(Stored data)
* * * * * * * * *
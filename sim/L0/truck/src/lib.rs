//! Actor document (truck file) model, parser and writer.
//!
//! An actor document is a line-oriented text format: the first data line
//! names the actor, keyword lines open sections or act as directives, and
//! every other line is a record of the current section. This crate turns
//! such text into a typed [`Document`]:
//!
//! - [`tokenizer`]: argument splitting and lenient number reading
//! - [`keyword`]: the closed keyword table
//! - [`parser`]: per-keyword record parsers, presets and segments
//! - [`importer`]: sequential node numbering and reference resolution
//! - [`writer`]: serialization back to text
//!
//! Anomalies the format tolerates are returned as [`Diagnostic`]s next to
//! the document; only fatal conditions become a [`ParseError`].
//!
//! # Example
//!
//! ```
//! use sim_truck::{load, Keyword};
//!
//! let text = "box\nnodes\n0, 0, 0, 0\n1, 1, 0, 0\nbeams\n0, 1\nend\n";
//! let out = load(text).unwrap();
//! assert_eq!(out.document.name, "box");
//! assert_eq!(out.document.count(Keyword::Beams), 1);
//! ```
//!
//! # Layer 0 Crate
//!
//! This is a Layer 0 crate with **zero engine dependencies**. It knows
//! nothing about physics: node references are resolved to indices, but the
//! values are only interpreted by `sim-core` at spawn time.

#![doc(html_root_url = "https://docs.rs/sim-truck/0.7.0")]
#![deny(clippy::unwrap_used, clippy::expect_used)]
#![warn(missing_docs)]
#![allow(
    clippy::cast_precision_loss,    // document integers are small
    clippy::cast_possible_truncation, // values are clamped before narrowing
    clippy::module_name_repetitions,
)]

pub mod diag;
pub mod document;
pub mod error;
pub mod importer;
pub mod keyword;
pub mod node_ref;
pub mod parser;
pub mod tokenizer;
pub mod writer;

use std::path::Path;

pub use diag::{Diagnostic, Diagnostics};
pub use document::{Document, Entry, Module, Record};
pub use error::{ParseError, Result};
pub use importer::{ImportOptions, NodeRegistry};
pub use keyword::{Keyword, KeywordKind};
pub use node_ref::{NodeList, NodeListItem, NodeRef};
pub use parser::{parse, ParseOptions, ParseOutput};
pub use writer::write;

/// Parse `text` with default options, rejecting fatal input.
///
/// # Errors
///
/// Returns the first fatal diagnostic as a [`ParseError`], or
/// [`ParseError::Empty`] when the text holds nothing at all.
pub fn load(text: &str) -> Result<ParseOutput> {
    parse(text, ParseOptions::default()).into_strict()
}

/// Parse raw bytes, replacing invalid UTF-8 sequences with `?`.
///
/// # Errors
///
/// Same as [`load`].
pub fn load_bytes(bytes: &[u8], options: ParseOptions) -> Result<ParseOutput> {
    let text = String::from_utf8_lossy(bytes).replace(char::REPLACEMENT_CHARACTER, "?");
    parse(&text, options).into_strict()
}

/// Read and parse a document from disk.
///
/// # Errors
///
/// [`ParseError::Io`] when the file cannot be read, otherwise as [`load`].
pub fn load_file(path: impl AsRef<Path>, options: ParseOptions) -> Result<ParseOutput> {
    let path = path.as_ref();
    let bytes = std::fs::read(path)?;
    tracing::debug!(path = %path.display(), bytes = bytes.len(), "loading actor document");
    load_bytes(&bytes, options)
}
* * * * * * * * *
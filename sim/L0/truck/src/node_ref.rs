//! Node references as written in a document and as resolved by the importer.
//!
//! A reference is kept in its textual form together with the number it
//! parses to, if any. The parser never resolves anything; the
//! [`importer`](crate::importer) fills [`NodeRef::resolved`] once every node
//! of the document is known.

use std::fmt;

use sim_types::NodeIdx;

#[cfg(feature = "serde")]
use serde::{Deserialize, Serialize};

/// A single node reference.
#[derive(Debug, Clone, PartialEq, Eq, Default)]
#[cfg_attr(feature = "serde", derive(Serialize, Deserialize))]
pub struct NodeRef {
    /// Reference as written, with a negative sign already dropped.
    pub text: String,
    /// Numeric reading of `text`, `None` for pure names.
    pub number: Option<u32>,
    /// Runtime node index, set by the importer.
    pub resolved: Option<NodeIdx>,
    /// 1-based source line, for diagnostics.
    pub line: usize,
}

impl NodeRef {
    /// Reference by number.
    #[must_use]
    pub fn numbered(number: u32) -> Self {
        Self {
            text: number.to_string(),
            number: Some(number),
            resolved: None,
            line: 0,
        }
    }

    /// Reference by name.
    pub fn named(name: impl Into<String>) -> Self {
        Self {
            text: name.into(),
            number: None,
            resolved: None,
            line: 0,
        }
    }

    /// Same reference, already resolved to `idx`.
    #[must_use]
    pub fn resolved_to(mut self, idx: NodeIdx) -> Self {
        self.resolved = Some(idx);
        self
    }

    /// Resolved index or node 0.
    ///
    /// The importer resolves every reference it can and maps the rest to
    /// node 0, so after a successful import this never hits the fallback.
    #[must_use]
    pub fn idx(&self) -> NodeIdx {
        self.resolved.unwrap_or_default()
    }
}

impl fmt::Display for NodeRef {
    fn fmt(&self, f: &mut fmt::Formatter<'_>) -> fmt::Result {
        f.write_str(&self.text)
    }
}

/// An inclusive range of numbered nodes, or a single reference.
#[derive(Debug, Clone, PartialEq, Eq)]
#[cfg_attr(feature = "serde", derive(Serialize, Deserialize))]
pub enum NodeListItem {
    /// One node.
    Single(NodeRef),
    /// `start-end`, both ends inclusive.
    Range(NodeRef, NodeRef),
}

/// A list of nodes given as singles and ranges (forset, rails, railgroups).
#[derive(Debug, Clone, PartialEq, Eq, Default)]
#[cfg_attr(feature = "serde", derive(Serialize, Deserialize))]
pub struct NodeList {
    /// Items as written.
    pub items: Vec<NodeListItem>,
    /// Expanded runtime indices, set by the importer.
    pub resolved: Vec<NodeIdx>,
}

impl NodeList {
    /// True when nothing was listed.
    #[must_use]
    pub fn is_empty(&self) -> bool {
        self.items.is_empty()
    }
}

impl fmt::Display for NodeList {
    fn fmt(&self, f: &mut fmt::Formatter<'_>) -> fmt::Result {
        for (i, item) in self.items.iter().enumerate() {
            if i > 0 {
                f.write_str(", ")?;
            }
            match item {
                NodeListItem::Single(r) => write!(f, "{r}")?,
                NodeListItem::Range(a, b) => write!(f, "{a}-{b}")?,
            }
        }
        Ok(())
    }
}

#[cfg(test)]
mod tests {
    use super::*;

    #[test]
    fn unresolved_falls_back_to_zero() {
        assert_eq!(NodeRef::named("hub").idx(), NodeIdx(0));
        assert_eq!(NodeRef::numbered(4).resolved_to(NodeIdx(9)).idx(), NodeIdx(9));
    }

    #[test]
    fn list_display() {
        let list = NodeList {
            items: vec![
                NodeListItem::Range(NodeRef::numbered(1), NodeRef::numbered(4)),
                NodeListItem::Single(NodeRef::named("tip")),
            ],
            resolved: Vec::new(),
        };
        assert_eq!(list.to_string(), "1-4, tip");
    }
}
* * * * * * * * *
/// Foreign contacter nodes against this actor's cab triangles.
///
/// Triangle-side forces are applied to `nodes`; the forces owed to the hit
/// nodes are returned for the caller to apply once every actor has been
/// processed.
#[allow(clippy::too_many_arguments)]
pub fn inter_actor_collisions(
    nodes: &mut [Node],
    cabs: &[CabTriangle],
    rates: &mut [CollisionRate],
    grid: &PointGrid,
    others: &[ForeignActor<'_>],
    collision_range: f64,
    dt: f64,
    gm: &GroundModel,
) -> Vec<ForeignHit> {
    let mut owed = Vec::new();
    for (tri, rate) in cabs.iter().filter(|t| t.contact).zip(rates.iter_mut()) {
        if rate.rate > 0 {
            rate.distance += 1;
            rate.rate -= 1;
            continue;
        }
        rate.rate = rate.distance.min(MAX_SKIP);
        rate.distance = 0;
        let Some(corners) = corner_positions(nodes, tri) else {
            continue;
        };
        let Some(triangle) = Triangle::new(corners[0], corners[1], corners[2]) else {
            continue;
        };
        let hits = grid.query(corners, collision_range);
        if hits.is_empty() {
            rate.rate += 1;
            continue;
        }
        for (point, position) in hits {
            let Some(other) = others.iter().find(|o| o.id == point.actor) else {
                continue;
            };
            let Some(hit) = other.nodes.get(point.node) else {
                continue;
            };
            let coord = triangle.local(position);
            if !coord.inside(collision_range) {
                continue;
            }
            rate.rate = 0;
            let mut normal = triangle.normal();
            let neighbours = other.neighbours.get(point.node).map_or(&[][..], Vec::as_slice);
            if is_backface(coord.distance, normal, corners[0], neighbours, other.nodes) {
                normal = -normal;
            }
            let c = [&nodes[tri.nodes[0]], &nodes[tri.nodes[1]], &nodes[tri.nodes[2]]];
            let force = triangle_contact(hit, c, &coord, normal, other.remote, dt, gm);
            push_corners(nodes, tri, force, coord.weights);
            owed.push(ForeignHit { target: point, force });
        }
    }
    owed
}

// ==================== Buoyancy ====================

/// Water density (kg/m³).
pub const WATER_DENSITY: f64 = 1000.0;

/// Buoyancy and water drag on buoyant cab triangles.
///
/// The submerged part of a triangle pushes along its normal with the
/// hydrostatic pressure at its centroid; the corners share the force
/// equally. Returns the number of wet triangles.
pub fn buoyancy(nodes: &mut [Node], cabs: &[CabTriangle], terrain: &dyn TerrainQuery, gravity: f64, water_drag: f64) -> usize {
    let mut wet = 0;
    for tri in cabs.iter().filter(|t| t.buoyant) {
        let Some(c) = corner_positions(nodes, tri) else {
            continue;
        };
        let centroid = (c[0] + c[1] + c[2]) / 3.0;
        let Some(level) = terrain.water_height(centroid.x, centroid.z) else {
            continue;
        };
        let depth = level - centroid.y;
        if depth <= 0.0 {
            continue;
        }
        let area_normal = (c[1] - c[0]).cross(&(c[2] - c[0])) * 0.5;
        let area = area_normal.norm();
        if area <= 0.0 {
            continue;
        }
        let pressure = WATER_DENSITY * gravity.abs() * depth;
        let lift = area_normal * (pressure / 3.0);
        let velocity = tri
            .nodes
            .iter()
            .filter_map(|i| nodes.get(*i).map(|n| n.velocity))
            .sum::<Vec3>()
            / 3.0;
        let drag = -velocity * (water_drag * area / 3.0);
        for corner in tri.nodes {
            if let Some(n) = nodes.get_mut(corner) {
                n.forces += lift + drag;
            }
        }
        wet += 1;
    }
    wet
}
* * * * * * * * *
Show every line of the data in which the word "CabTriangle" appears.

## PROBLEM SOLUTION
    cabs: &[CabTriangle],
pub fn buoyancy(nodes: &mut [Node], cabs: &[CabTriangle], terrain: &dyn TerrainQuery, gravity: f64, water_drag: f64) -> usize {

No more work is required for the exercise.